// extensions/transition.rs
//
// Camera fly-throughs: time-boxed, eased interpolation of camera position
// and look-at between two viewpoints. At most one runs at a time.
//
// Usage:
//   let mut engine = TransitionEngine::new();
//   engine.begin(CameraTransition::new(kind, camera.view(), dest, 1500.0));
//   engine.advance(now_ms, &mut camera);  // every animation frame

use log::debug;

use crate::api::types::MediaCommand;
use crate::config::Viewpoint;
use crate::renderer::camera::Camera3D;
use super::easing::{ease_vec3, Easing};

/// Which trigger started a transition.
#[derive(Debug, Clone, Copy, PartialEq, Eq)]
pub enum TransitionKind {
    EnterPlanetarium,
    ReturnToCorridor,
    FocusPlanet,
    FocusMedia,
}

impl TransitionKind {
    /// Numeric code used in game events.
    pub fn code(self) -> f32 {
        match self {
            TransitionKind::EnterPlanetarium => 1.0,
            TransitionKind::ReturnToCorridor => 2.0,
            TransitionKind::FocusPlanet => 3.0,
            TransitionKind::FocusMedia => 4.0,
        }
    }
}

/// Side effect fired when a transition starts or finishes.
#[derive(Debug, Clone, Copy, PartialEq)]
pub enum TransitionEffect {
    /// Forward a media command to the host right away.
    Media(MediaCommand),
    /// Forward a media command after a wall-clock delay.
    DelayedMedia { command: MediaCommand, delay_ms: f32 },
    /// Snap the corridor door shut.
    ResetDoor,
}

/// A single camera transition.
#[derive(Debug, Clone)]
pub struct CameraTransition {
    pub kind: TransitionKind,
    pub start: Viewpoint,
    pub target: Viewpoint,
    /// Wall-clock duration in milliseconds.
    pub duration_ms: f32,
    pub easing: Easing,
    pub on_start: Vec<TransitionEffect>,
    pub on_complete: Vec<TransitionEffect>,
    /// Timestamp of the first frame that advanced this transition.
    started_ms: Option<f64>,
    /// Raw progress in [0, 1].
    t: f32,
}

impl CameraTransition {
    pub fn new(kind: TransitionKind, start: Viewpoint, target: Viewpoint, duration_ms: f32) -> Self {
        Self {
            kind,
            start,
            target,
            duration_ms,
            easing: Easing::Linear,
            on_start: Vec::new(),
            on_complete: Vec::new(),
            started_ms: None,
            t: 0.0,
        }
    }

    // -- Builder methods --

    pub fn with_easing(mut self, easing: Easing) -> Self {
        self.easing = easing;
        self
    }

    pub fn on_start(mut self, effect: TransitionEffect) -> Self {
        self.on_start.push(effect);
        self
    }

    pub fn on_complete(mut self, effect: TransitionEffect) -> Self {
        self.on_complete.push(effect);
        self
    }

    /// Normalized progress [0, 1], before easing.
    pub fn progress(&self) -> f32 {
        self.t
    }

    pub fn is_complete(&self) -> bool {
        self.t >= 1.0
    }

    /// Camera pose at the current progress. Exactly `target` once complete.
    pub fn sample(&self) -> Viewpoint {
        Viewpoint::new(
            ease_vec3(self.start.position, self.target.position, self.t, self.easing),
            ease_vec3(self.start.look_at, self.target.look_at, self.t, self.easing),
        )
    }

    /// Update progress from a frame timestamp. The first call latches the
    /// start time, so it always yields `t = 0`.
    fn update(&mut self, now_ms: f64) {
        let started = *self.started_ms.get_or_insert(now_ms);
        self.t = if self.duration_ms > 0.0 {
            ((now_ms - started) as f32 / self.duration_ms).clamp(0.0, 1.0)
        } else {
            1.0
        };
    }
}

/// What a finished transition leaves behind.
#[derive(Debug, Clone, PartialEq)]
pub struct TransitionOutcome {
    pub kind: TransitionKind,
    pub effects: Vec<TransitionEffect>,
}

/// Idle → Transitioning → Idle. Holds the single in-flight transition.
#[derive(Debug, Default)]
pub struct TransitionEngine {
    active: Option<CameraTransition>,
    completed: u32,
}

impl TransitionEngine {
    pub fn new() -> Self {
        Self::default()
    }

    /// Whether a transition is in flight.
    pub fn is_busy(&self) -> bool {
        self.active.is_some()
    }

    pub fn active(&self) -> Option<&CameraTransition> {
        self.active.as_ref()
    }

    /// Number of transitions that ran to completion.
    pub fn completed_count(&self) -> u32 {
        self.completed
    }

    /// Start a transition. While another one is in flight the request is
    /// dropped and `None` is returned; otherwise the `on_start` effects are
    /// handed back for the caller to fire.
    pub fn begin(&mut self, mut transition: CameraTransition) -> Option<Vec<TransitionEffect>> {
        if let Some(current) = &self.active {
            debug!(
                "transition {:?} dropped: {:?} still in flight",
                transition.kind, current.kind
            );
            return None;
        }
        debug!("transition {:?} begins ({} ms)", transition.kind, transition.duration_ms);
        let on_start = std::mem::take(&mut transition.on_start);
        self.active = Some(transition);
        Some(on_start)
    }

    /// Apply the in-flight transition to the camera for this frame. On the
    /// frame it completes, the camera lands exactly on the target, the engine
    /// returns to idle and the `on_complete` effects are returned.
    pub fn advance(&mut self, now_ms: f64, camera: &mut Camera3D) -> Option<TransitionOutcome> {
        let transition = self.active.as_mut()?;
        transition.update(now_ms);
        camera.set_view(transition.sample());

        if !transition.is_complete() {
            return None;
        }
        let finished = self.active.take()?;
        self.completed += 1;
        debug!("transition {:?} complete", finished.kind);
        Some(TransitionOutcome {
            kind: finished.kind,
            effects: finished.on_complete,
        })
    }
}

#[cfg(test)]
mod tests {
    use super::*;
    use crate::config::CameraConfig;
    use glam::Vec3;

    fn corridor() -> Viewpoint {
        Viewpoint::new(Vec3::new(0.0, 5.0, -5.0), Vec3::new(0.0, 5.0, -12.5))
    }

    fn planetarium() -> Viewpoint {
        Viewpoint::new(Vec3::new(0.0, 7.0, -35.0), Vec3::new(0.0, 7.0, -40.0))
    }

    fn camera() -> Camera3D {
        Camera3D::new(&CameraConfig::default(), corridor())
    }

    #[test]
    fn first_frame_is_t_zero() {
        let mut cam = camera();
        let mut engine = TransitionEngine::new();
        engine.begin(CameraTransition::new(TransitionKind::EnterPlanetarium, cam.view(), planetarium(), 2000.0));
        assert!(engine.advance(10_000.0, &mut cam).is_none());
        assert_eq!(cam.view(), corridor());
        assert_eq!(engine.active().unwrap().progress(), 0.0);
    }

    #[test]
    fn linear_midpoint() {
        let mut cam = camera();
        let mut engine = TransitionEngine::new();
        engine.begin(CameraTransition::new(TransitionKind::EnterPlanetarium, cam.view(), planetarium(), 2000.0));
        engine.advance(0.0, &mut cam);
        engine.advance(1000.0, &mut cam);
        assert!((cam.position - Vec3::new(0.0, 6.0, -20.0)).length() < 1e-4);
        assert!((cam.target - Vec3::new(0.0, 6.0, -26.25)).length() < 1e-4);
    }

    #[test]
    fn completion_lands_exactly_and_never_overshoots() {
        let mut cam = camera();
        let mut engine = TransitionEngine::new();
        let target = Viewpoint::new(Vec3::new(1.1, 2.2, -33.3), Vec3::new(-4.4, 5.5, -66.6));
        engine.begin(
            CameraTransition::new(TransitionKind::FocusPlanet, cam.view(), target, 1500.0)
                .with_easing(Easing::Smoothstep),
        );
        engine.advance(0.0, &mut cam);
        let mut done = None;
        let mut now = 0.0;
        while done.is_none() {
            now += 16.7;
            done = engine.advance(now, &mut cam);
            // Position never passes the target along z.
            assert!(cam.position.z >= target.position.z);
        }
        assert_eq!(cam.position, target.position);
        assert_eq!(cam.target, target.look_at);
        assert!(!engine.is_busy());
        assert_eq!(engine.completed_count(), 1);

        // Later frames leave the camera alone.
        assert!(engine.advance(now + 5000.0, &mut cam).is_none());
        assert_eq!(cam.position, target.position);
    }

    #[test]
    fn busy_engine_rejects_and_keeps_target() {
        let mut cam = camera();
        let mut engine = TransitionEngine::new();
        assert!(engine
            .begin(CameraTransition::new(TransitionKind::EnterPlanetarium, cam.view(), planetarium(), 2000.0))
            .is_some());
        engine.advance(0.0, &mut cam);
        let intruder = Viewpoint::new(Vec3::splat(99.0), Vec3::ZERO);
        assert!(engine
            .begin(CameraTransition::new(TransitionKind::FocusPlanet, cam.view(), intruder, 1500.0))
            .is_none());
        let active = engine.active().unwrap();
        assert_eq!(active.kind, TransitionKind::EnterPlanetarium);
        assert_eq!(active.target, planetarium());
    }

    #[test]
    fn effects_are_split_between_start_and_completion() {
        let mut cam = camera();
        let mut engine = TransitionEngine::new();
        let started = engine
            .begin(
                CameraTransition::new(TransitionKind::ReturnToCorridor, planetarium(), corridor(), 1500.0)
                    .on_start(TransitionEffect::Media(MediaCommand::PauseMusic))
                    .on_complete(TransitionEffect::ResetDoor),
            )
            .unwrap();
        assert_eq!(started, vec![TransitionEffect::Media(MediaCommand::PauseMusic)]);
        engine.advance(0.0, &mut cam);
        let outcome = engine.advance(1500.0, &mut cam).unwrap();
        assert_eq!(outcome.kind, TransitionKind::ReturnToCorridor);
        assert_eq!(outcome.effects, vec![TransitionEffect::ResetDoor]);
    }

    #[test]
    fn a_new_transition_may_start_after_completion() {
        let mut cam = camera();
        let mut engine = TransitionEngine::new();
        engine.begin(CameraTransition::new(TransitionKind::EnterPlanetarium, cam.view(), planetarium(), 100.0));
        engine.advance(0.0, &mut cam);
        engine.advance(100.0, &mut cam);
        assert!(engine
            .begin(CameraTransition::new(TransitionKind::ReturnToCorridor, cam.view(), corridor(), 100.0))
            .is_some());
    }
}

——————————

Instructions to follow
Using the entries above, state the number of lines that include "crate". Add nothing else.

Result
4